<Phil> Ringnalda talks, as a developer, about software update notification; Tim Bray sets his requirements as a user. It’s clear that a modern desktop application must, at least, tell you about new releases.
Mivvi’s a desktop application, but it’s also an exercise in desktop RDF. To satisfy both requirements, I used DOAP, Edd Dumbill’s RDF vocabulary for describing software projects.
There are three parts to update notification: discover the most recent version, then compare it to the current version. If it’s later, tell the user.
Notification is a user interaction problem; as Phil explains, it’s hard to do well. For now, Mivvi includes a subtle status bar on the main window (added in version 0.2.2).
So how to discover the most recent version? Publishing it at a well-known URL would be simple, but Mivvi already has an update mechanism – it has the current series RDF data. DOAP, as RDF, embeds perfectly in this.
DOAP’s main type is doap:Project
, with properties including
doap:name
and doap:homepage
. It also allows
releases to be described:
<Project xmlns="http://usefulinc.com/ns/doap#"> <name>Mivvi Desktop Client</name> ... <release> <Version> <created>2006-01-31</created> <revision>0.2.2</revision> </Version> </release> ... </Project>
By giving our doap:Project
a URI,
we can discover its current information from the RDF included in the
episode data archive:
<Project xmlns="http://usefulinc.com/ns/doap#" rdf:about='http://mivvi.net/code/#desktop-client'> ...
It’s then a simple matter to iterate over all
doap:Version
s identified as doap:release
s
and check the doap:revision
s. Take the latest and, if it’s more
recent than the application build, include a notice with a website
link in the status bar.
DOAP is extremely simple, but clear and comprehensive. It exposes a well-defined vocabulary that is repurposable without losing the original semantics. This reuse isn’t automatic, but it’s made possible and even easy by RDF’s loose binding.
The upside is flexibility in two dimensions. For my benefit, using a general format allows expansion – annotating versions with direct download links and comments, say – without breaking old clients.

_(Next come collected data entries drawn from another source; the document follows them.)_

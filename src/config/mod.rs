use rand::{distr::Alphanumeric, Rng};
use std::time::Duration;

/// How operator-supplied SSID names end up in the `Called-Station-Id` pattern
#[derive(Debug, Clone, Copy, PartialEq, Eq)]
pub enum SsidMatchMode {
    /// Names are matched literally (regex metacharacters escaped)
    Literal,
    /// Names are inserted verbatim as regex fragments
    Regex,
}

impl SsidMatchMode {
    fn parse(value: &str) -> Option<Self> {
        match value.trim().to_ascii_lowercase().as_str() {
            "literal" => Some(SsidMatchMode::Literal),
            "regex" => Some(SsidMatchMode::Regex),
            _ => None,
        }
    }
}

#[derive(Debug, Clone)]
pub struct Config {
    pub database_url: String,
    pub port: u16,
    pub jwt_secret: String,
    pub jwt_expiry_secs: i64,
    pub stats_cache_ttl: Duration,
    pub frontend_dir: String,
    pub ssid_match_mode: SsidMatchMode,
    pub bootstrap_admin: Option<(String, String)>,
    pub freeradius_service: String,
}

impl Config {
    /// Read the process environment. Every key has a default except the
    /// bootstrap admin, which is only set up when both variables are present.
    pub fn from_env() -> Self {
        let database_url = env_or("DATABASE_URL", "sqlite:./data/radius_admin.db");
        let port = env_parse("PORT", 3000);

        let jwt_secret = match std::env::var("JWT_SECRET") {
            Ok(secret) if !secret.is_empty() => secret,
            _ => {
                tracing::warn!("JWT_SECRET not set, generating an ephemeral secret (tokens will not survive a restart)");
                rand::rng()
                    .sample_iter(&Alphanumeric)
                    .take(48)
                    .map(char::from)
                    .collect()
            }
        };

        let ssid_match_mode = match std::env::var("SSID_MATCH_MODE") {
            Ok(raw) => SsidMatchMode::parse(&raw).unwrap_or_else(|| {
                tracing::warn!("Unknown SSID_MATCH_MODE '{}', using literal", raw);
                SsidMatchMode::Literal
            }),
            Err(_) => SsidMatchMode::Literal,
        };

        let bootstrap_admin = match (std::env::var("ADMIN_USERNAME"), std::env::var("ADMIN_PASSWORD")) {
            (Ok(user), Ok(pass)) if !user.is_empty() && !pass.is_empty() => Some((user, pass)),
            _ => None,
        };

        Config {
            database_url,
            port,
            jwt_secret,
            jwt_expiry_secs: env_parse("JWT_EXPIRY_SECS", 3600),
            stats_cache_ttl: Duration::from_secs(env_parse("STATS_CACHE_TTL_SECS", 30)),
            frontend_dir: env_or("FRONTEND_DIR", "../frontend/dist"),
            ssid_match_mode,
            bootstrap_admin,
            freeradius_service: env_or("FREERADIUS_SERVICE", "freeradius"),
        }
    }

    #[cfg(test)]
    pub fn for_tests() -> Self {
        Config {
            database_url: "sqlite::memory:".into(),
            port: 0,
            jwt_secret: "test-secret".into(),
            jwt_expiry_secs: 3600,
            stats_cache_ttl: Duration::from_secs(30),
            frontend_dir: "./does-not-exist".into(),
            ssid_match_mode: SsidMatchMode::Literal,
            bootstrap_admin: None,
            freeradius_service: "freeradius".into(),
        }
    }
}

fn env_or(key: &str, default: &str) -> String {
    std::env::var(key).unwrap_or_else(|_| default.to_string())
}

fn env_parse<T: std::str::FromStr>(key: &str, default: T) -> T {
    match std::env::var(key) {
        Ok(raw) => raw.trim().parse().unwrap_or_else(|_| {
            tracing::warn!("Ignoring unparsable {}='{}'", key, raw);
            default
        }),
        Err(_) => default,
    }
}

#[cfg(test)]
mod tests {
    use super::*;

    #[test]
    fn ssid_mode_parsing() {
        assert_eq!(SsidMatchMode::parse("Literal"), Some(SsidMatchMode::Literal));
        assert_eq!(SsidMatchMode::parse(" regex "), Some(SsidMatchMode::Regex));
        assert_eq!(SsidMatchMode::parse("glob"), None);
    }
}
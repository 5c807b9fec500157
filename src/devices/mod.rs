use serde::Serialize;
use sqlx::SqlitePool;
use std::collections::HashSet;
use std::sync::Arc;
use tokio::sync::broadcast;

use crate::cache::{StatsCache, DASHBOARD_STATS_KEY};
use crate::config::SsidMatchMode;
use crate::db::models::{split_ssids, DeviceStatus, ManagedDevice, RadCheckRule};
use crate::db::queries::{self, NewDevice};
use crate::error::{ApiResult, AppError};
use crate::mac;
use crate::radius::{
    self,
    locks::{MacGuard, MacLocks},
};
use crate::ws::LiveEvent;
use crate::AppState;

/// How often to re-read devices whose MAC changed while we waited for the lock
const LOCK_ATTEMPTS: usize = 3;

/// Changes to a device's details; `None` keeps the stored value
#[derive(Debug, Clone, Default)]
pub struct DevicePatch {
    pub mac_address: Option<String>,
    pub alias: Option<String>,
    /// Empty string clears the group
    pub group_name: Option<String>,
    /// Empty string lifts the SSID restriction
    pub allowed_ssids: Option<String>,
}

/// One row of a bulk import
#[derive(Debug, Clone, Default)]
pub struct ImportEntry {
    pub mac_address: Option<String>,
    pub alias: Option<String>,
    pub group_name: Option<String>,
    pub allowed_ssids: Option<String>,
}

#[derive(Debug, Clone, Serialize)]
pub struct ImportedDevice {
    pub mac: String,
    pub alias: String,
}

#[derive(Debug, Clone, Default, Serialize)]
pub struct ImportReport {
    pub success: usize,
    pub failed: usize,
    pub added: Vec<ImportedDevice>,
    pub errors: Vec<String>,
}

/// Stored form of `allowed_ssids`: trimmed names joined by ',' or NULL
pub fn normalize_ssid_list(raw: Option<&str>) -> Option<String> {
    let names = split_ssids(raw);
    if names.is_empty() {
        None
    } else {
        Some(names.join(","))
    }
}

fn non_empty(value: Option<String>) -> Option<String> {
    value.map(|v| v.trim().to_string()).filter(|v| !v.is_empty())
}

/// Device CRUD that keeps `radcheck` in step with `managed_devices`.
///
/// Every mutation runs in one transaction covering both tables while holding
/// the lock of every MAC it touches. When the RADIUS rewrite fails the
/// metadata change is rolled back with it.
pub struct DeviceService {
    pool: SqlitePool,
    locks: Arc<MacLocks>,
    event_tx: broadcast::Sender<LiveEvent>,
    cache: Arc<dyn StatsCache>,
    ssid_mode: SsidMatchMode,
}

impl DeviceService {
    pub fn new(state: &AppState) -> Self {
        DeviceService {
            pool: state.pool.clone(),
            locks: state.mac_locks.clone(),
            event_tx: state.event_tx.clone(),
            cache: state.stats_cache.clone(),
            ssid_mode: state.config.ssid_match_mode,
        }
    }

    fn changed(&self, device: &ManagedDevice) {
        self.cache.invalidate(DASHBOARD_STATS_KEY);
        let _ = self.event_tx.send(LiveEvent::DeviceChanged {
            device: device.clone(),
        });
    }

    fn removed(&self, ids: Vec<i64>) {
        self.cache.invalidate(DASHBOARD_STATS_KEY);
        let _ = self.event_tx.send(LiveEvent::DevicesRemoved { ids });
    }

    async fn begin(&self) -> ApiResult<sqlx::Transaction<'static, sqlx::Sqlite>> {
        self.pool
            .begin()
            .await
            .map_err(|e| AppError::internal("Failed to start transaction", e))
    }

    /// Lock the MACs of `ids` (plus `extra`) and return the devices as stored
    /// once the locks are held.
    ///
    /// A MAC only changes under the lock of the old MAC, so devices that still
    /// carry a locked MAC after acquiring cannot change until the guard drops.
    async fn lock_devices(&self, ids: &[i64], extra: Option<&str>) -> ApiResult<(MacGuard, Vec<ManagedDevice>)> {
        for _ in 0..LOCK_ATTEMPTS {
            let before = queries::get_devices_by_ids(&self.pool, ids)
                .await
                .map_err(|e| AppError::internal("Failed to load devices", e))?;
            let macs: HashSet<String> = before
                .into_iter()
                .map(|d| d.mac_address)
                .chain(extra.map(str::to_string))
                .collect();
            let guard = self.locks.lock_many(macs.iter().map(String::as_str)).await;

            let after = queries::get_devices_by_ids(&self.pool, ids)
                .await
                .map_err(|e| AppError::internal("Failed to load devices", e))?;
            if after.iter().all(|d| macs.contains(&d.mac_address)) {
                return Ok((guard, after));
            }
            tracing::debug!("Device MAC changed while locking, retrying");
        }
        Err(AppError::conflict("Device is being modified, try again"))
    }

    async fn lock_device(&self, id: i64, extra: Option<&str>) -> ApiResult<(MacGuard, ManagedDevice)> {
        let (guard, mut devices) = self.lock_devices(&[id], extra).await?;
        match devices.pop() {
            Some(device) => Ok((guard, device)),
            None => Err(AppError::not_found("Device not found")),
        }
    }

    pub async fn create(
        &self,
        mac_input: &str,
        alias: Option<String>,
        group_name: Option<String>,
        status: DeviceStatus,
        allowed_ssids: Option<String>,
    ) -> ApiResult<ManagedDevice> {
        let mac = mac::normalize(mac_input)?;
        let new = NewDevice {
            mac_address: mac.clone(),
            alias: alias.map(|a| a.trim().to_string()).unwrap_or_default(),
            group_name: non_empty(group_name),
            status,
            allowed_ssids: normalize_ssid_list(allowed_ssids.as_deref()),
        };

        let _guard = self.locks.lock(&mac).await;
        let mut tx = self.begin().await?;

        let id = queries::insert_device(&mut *tx, &new)
            .await
            .map_err(|e| AppError::from_db(e, "Device already exists", "Failed to add device"))?;
        let ssids = split_ssids(new.allowed_ssids.as_deref());
        radius::sync(&mut tx, &mac, status, &ssids, self.ssid_mode).await?;
        let device = queries::get_device(&mut *tx, id)
            .await
            .map_err(|e| AppError::internal("Failed to add device", e))?
            .ok_or_else(|| AppError::internal("Failed to add device", "inserted row not found"))?;

        tx.commit()
            .await
            .map_err(|e| AppError::internal("Failed to add device", e))?;

        tracing::info!("Device {} added ({})", device.mac_address, status.as_str());
        self.changed(&device);
        Ok(device)
    }

    /// Import devices as `allowed`. Each entry succeeds or fails on its own.
    pub async fn import(&self, entries: Vec<ImportEntry>) -> ImportReport {
        let mut report = ImportReport::default();

        for entry in entries {
            let Some(raw_mac) = non_empty(entry.mac_address) else {
                report.failed += 1;
                report.errors.push("Missing MAC address".into());
                continue;
            };

            let result = self
                .create(&raw_mac, entry.alias, entry.group_name, DeviceStatus::Allowed, entry.allowed_ssids)
                .await;
            match result {
                Ok(device) => {
                    report.success += 1;
                    report.added.push(ImportedDevice {
                        mac: device.mac_address,
                        alias: device.alias,
                    });
                }
                Err(err) => {
                    report.failed += 1;
                    let reason = match err {
                        AppError::InvalidMac(_) => "Invalid format".to_string(),
                        AppError::Conflict(_) => "Already exists".to_string(),
                        AppError::BadRequest(msg) => msg,
                        _ => "Database error".to_string(),
                    };
                    report.errors.push(format!("{}: {}", raw_mac, reason));
                }
            }
        }

        tracing::info!("Bulk import: {} added, {} failed", report.success, report.failed);
        report
    }

    pub async fn update(&self, id: i64, patch: DevicePatch) -> ApiResult<ManagedDevice> {
        let new_mac = match non_empty(patch.mac_address) {
            Some(raw) => Some(mac::normalize(&raw)?),
            None => None,
        };

        let (_guard, current) = self.lock_device(id, new_mac.as_deref()).await?;

        let mut updated = current.clone();
        if let Some(m) = new_mac {
            updated.mac_address = m;
        }
        if let Some(alias) = patch.alias {
            updated.alias = alias.trim().to_string();
        }
        if let Some(group) = patch.group_name {
            updated.group_name = non_empty(Some(group));
        }
        if let Some(ssids) = patch.allowed_ssids {
            updated.allowed_ssids = normalize_ssid_list(Some(&ssids));
        }
        let mac_changed = updated.mac_address != current.mac_address;

        // The first statement writes, so the transaction never has to upgrade
        // a read snapshot; a taken MAC surfaces as a unique violation.
        let mut tx = self.begin().await?;
        queries::update_device_details(&mut *tx, &updated)
            .await
            .map_err(|e| AppError::from_db(e, "MAC Address already in use", "Failed to update device"))?;
        if mac_changed {
            radius::remove(&mut tx, &current.mac_address).await?;
        }
        radius::sync(&mut tx, &updated.mac_address, updated.status, &updated.ssid_list(), self.ssid_mode).await?;

        tx.commit()
            .await
            .map_err(|e| AppError::internal("Failed to update device", e))?;

        if mac_changed {
            tracing::info!("Device {} renamed to {}", current.mac_address, updated.mac_address);
        } else {
            tracing::info!("Device {} updated", updated.mac_address);
        }
        self.changed(&updated);
        Ok(updated)
    }

    pub async fn set_status(&self, id: i64, status: DeviceStatus) -> ApiResult<ManagedDevice> {
        let (_guard, mut device) = self.lock_device(id, None).await?;

        let mut tx = self.begin().await?;
        queries::update_devices_status(&mut *tx, &[id], status)
            .await
            .map_err(|e| AppError::internal("Failed to update status", e))?;
        radius::sync(&mut tx, &device.mac_address, status, &device.ssid_list(), self.ssid_mode).await?;
        tx.commit()
            .await
            .map_err(|e| AppError::internal("Failed to update status", e))?;

        device.status = status;
        tracing::info!("Device {} is now {}", device.mac_address, status.as_str());
        self.changed(&device);
        Ok(device)
    }

    /// Returns how many devices were updated; unknown ids are skipped
    pub async fn set_status_many(&self, ids: &[i64], status: DeviceStatus) -> ApiResult<u64> {
        let (_guard, devices) = self.lock_devices(ids, None).await?;
        if devices.is_empty() {
            return Ok(0);
        }
        let found: Vec<i64> = devices.iter().map(|d| d.id).collect();

        let mut tx = self.begin().await?;
        let updated = queries::update_devices_status(&mut *tx, &found, status)
            .await
            .map_err(|e| AppError::internal("Bulk update failed", e))?;
        for device in &devices {
            radius::sync(&mut tx, &device.mac_address, status, &device.ssid_list(), self.ssid_mode).await?;
        }
        tx.commit()
            .await
            .map_err(|e| AppError::internal("Bulk update failed", e))?;

        tracing::info!("Bulk status: {} device(s) set to {}", updated, status.as_str());
        for mut device in devices {
            device.status = status;
            self.changed(&device);
        }
        Ok(updated)
    }

    /// Group is metadata only, no RADIUS rows depend on it. The MAC locks are
    /// still taken so a concurrent update cannot overwrite the new group.
    pub async fn set_group_many(&self, ids: &[i64], group_name: Option<String>) -> ApiResult<u64> {
        let group = non_empty(group_name);
        let (_guard, devices) = self.lock_devices(ids, None).await?;
        if devices.is_empty() {
            return Ok(0);
        }
        let found: Vec<i64> = devices.iter().map(|d| d.id).collect();

        let mut tx = self.begin().await?;
        let updated = queries::update_devices_group(&mut *tx, &found, group.as_deref())
            .await
            .map_err(|e| AppError::internal("Bulk group update failed", e))?;
        tx.commit()
            .await
            .map_err(|e| AppError::internal("Bulk group update failed", e))?;

        tracing::info!("Bulk group: {} device(s) moved to {:?}", updated, group);
        for mut device in devices {
            device.group_name = group.clone();
            self.changed(&device);
        }
        Ok(updated)
    }

    /// Delete devices and their RADIUS rules. Unknown ids are ignored.
    pub async fn delete_many(&self, ids: &[i64]) -> ApiResult<u64> {
        let (_guard, devices) = self.lock_devices(ids, None).await?;
        if devices.is_empty() {
            return Ok(0);
        }
        let found: Vec<i64> = devices.iter().map(|d| d.id).collect();

        let mut tx = self.begin().await?;
        for device in &devices {
            radius::remove(&mut tx, &device.mac_address).await?;
        }
        let deleted = queries::delete_devices(&mut *tx, &found)
            .await
            .map_err(|e| AppError::internal("Failed to delete devices", e))?;
        tx.commit()
            .await
            .map_err(|e| AppError::internal("Failed to delete devices", e))?;

        tracing::info!("Deleted {} device(s) and their RADIUS rules", deleted);
        self.removed(found);
        Ok(deleted)
    }

    /// The `radcheck` rows currently stored for a device
    pub async fn policy(&self, id: i64) -> ApiResult<Vec<RadCheckRule>> {
        let device = queries::get_device(&self.pool, id)
            .await
            .map_err(|e| AppError::internal("Failed to load device", e))?
            .ok_or_else(|| AppError::not_found("Device not found"))?;
        queries::rules_for(&self.pool, &device.mac_address)
            .await
            .map_err(|e| AppError::internal("Failed to load policy", e))
    }
}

For consumers, the value of general purpose DOAP (and RDF) tools grows as more data arrives. Maybe you want to graph release frequency. Perhaps you’d like to create a hub to aggregate as many software tools as possible. Or, if none of that appeals, maybe you’d rather write the great killer desktop update notification app, then use scraping and evangelism to push support past critical mass?
Just an idea.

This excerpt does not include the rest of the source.